TASK TO CARRY OUT: Among the entries below, which lines include the string "within"? Show each one.

Stored items:

☆ ☆ ☆ ☆

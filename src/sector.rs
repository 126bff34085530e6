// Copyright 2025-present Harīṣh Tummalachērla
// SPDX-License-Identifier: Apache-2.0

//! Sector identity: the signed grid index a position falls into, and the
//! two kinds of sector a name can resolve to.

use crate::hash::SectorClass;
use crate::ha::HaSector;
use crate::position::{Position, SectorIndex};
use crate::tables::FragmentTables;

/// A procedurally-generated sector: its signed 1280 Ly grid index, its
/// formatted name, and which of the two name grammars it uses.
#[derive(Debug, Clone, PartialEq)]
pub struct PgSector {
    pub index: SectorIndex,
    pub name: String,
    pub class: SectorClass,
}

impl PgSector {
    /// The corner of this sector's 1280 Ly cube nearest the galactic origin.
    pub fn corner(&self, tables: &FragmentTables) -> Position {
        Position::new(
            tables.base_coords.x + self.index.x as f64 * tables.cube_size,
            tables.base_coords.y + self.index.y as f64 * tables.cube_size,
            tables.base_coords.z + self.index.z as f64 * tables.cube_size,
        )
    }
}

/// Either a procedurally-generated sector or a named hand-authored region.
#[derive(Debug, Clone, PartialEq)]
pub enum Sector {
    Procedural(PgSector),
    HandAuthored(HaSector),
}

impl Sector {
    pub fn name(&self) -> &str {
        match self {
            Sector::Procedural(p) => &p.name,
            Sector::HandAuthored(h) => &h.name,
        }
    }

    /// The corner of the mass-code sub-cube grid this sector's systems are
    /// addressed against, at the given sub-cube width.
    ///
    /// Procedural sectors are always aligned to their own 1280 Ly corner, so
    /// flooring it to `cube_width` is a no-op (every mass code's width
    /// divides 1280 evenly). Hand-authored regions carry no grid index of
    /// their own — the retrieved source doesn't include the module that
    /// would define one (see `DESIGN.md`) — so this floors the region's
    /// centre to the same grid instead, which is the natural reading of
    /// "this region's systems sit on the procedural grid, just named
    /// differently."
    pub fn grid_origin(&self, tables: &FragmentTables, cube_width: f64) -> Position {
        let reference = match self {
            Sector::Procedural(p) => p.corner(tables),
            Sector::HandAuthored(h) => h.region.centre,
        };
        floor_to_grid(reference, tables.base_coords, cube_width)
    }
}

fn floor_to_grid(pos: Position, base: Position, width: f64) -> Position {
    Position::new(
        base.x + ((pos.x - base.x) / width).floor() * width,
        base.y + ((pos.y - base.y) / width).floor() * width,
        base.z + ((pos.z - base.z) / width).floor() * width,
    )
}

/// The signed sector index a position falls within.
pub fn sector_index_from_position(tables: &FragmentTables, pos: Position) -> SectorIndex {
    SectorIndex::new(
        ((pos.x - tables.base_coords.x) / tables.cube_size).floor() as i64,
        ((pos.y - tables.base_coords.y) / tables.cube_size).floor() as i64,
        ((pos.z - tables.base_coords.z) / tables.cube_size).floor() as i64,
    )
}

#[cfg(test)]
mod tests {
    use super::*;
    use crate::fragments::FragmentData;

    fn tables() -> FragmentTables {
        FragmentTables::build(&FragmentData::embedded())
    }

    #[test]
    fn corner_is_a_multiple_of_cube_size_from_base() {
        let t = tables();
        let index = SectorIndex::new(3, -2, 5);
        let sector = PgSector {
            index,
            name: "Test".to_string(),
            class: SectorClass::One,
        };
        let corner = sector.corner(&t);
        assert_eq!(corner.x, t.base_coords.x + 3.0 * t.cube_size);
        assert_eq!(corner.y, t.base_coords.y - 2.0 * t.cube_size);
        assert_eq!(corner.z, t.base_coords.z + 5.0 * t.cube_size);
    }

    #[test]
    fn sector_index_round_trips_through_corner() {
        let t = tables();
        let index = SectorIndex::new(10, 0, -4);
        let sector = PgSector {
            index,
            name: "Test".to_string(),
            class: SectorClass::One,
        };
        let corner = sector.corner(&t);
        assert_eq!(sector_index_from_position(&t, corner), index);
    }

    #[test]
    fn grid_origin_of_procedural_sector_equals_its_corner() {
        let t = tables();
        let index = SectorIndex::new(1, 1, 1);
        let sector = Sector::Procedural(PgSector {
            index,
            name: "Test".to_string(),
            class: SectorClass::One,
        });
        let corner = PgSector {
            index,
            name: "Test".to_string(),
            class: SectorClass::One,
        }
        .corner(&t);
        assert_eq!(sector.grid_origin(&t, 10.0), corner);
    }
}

☆ ☆ ☆ ☆

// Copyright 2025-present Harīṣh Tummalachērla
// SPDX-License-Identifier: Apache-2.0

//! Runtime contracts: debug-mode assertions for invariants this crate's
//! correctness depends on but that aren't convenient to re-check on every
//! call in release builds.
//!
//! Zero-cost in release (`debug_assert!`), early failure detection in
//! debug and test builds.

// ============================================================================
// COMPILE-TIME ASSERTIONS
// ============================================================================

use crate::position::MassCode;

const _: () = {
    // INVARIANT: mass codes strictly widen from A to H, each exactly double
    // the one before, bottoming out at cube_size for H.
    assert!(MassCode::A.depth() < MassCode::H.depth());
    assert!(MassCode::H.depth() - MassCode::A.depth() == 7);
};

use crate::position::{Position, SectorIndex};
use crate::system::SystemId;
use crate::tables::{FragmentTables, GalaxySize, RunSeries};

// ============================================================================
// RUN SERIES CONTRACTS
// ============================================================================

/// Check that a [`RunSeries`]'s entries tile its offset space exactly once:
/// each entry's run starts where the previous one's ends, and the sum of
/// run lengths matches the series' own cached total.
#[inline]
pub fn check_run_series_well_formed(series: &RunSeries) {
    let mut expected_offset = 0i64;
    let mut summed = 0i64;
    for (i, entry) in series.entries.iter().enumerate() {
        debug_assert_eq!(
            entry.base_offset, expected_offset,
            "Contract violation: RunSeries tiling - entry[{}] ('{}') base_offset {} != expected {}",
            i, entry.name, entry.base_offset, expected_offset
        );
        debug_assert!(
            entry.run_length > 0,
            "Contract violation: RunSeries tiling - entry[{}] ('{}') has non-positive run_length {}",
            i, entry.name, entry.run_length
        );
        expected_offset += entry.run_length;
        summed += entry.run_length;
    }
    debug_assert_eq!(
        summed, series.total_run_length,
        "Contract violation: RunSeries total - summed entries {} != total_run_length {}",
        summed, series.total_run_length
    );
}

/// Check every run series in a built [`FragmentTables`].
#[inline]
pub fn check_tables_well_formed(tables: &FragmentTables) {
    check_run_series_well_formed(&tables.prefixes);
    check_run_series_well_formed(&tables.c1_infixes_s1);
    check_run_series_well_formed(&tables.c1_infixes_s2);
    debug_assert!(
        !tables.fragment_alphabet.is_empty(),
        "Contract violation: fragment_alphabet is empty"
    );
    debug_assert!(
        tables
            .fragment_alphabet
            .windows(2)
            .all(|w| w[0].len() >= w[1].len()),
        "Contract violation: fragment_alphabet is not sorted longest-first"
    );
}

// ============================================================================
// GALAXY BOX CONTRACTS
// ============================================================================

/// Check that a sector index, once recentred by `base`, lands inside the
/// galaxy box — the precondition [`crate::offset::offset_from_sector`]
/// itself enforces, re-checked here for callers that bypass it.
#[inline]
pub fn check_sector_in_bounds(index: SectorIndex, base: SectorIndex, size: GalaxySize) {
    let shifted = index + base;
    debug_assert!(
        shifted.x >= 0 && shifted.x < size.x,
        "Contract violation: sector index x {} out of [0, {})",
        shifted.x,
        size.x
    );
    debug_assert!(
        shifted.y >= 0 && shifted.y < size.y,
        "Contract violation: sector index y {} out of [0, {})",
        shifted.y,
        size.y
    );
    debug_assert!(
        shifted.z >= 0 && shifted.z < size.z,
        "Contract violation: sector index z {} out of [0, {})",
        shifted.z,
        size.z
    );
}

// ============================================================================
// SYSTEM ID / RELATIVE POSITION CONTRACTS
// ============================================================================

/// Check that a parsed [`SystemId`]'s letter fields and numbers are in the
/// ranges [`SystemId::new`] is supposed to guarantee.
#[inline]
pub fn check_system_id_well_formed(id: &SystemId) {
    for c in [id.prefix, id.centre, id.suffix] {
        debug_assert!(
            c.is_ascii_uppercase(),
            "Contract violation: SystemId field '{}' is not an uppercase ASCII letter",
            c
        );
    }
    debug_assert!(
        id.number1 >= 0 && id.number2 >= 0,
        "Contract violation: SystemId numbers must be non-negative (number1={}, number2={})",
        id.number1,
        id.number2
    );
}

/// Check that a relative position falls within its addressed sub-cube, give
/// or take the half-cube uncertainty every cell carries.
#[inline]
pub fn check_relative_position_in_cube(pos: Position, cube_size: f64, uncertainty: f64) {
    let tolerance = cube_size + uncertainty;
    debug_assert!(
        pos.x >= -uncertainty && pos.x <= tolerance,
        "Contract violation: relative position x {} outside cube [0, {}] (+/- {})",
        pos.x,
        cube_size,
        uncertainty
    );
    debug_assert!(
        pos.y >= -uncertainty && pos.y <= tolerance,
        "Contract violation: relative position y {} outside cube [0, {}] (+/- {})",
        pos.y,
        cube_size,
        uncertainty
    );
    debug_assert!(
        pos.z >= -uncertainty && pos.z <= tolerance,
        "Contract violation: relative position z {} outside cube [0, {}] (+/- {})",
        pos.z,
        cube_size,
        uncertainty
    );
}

☆ ☆ ☆ ☆

EXERCISE RESULT:
/// The signed sector index a position falls within.
/// Check that a relative position falls within its addressed sub-cube, give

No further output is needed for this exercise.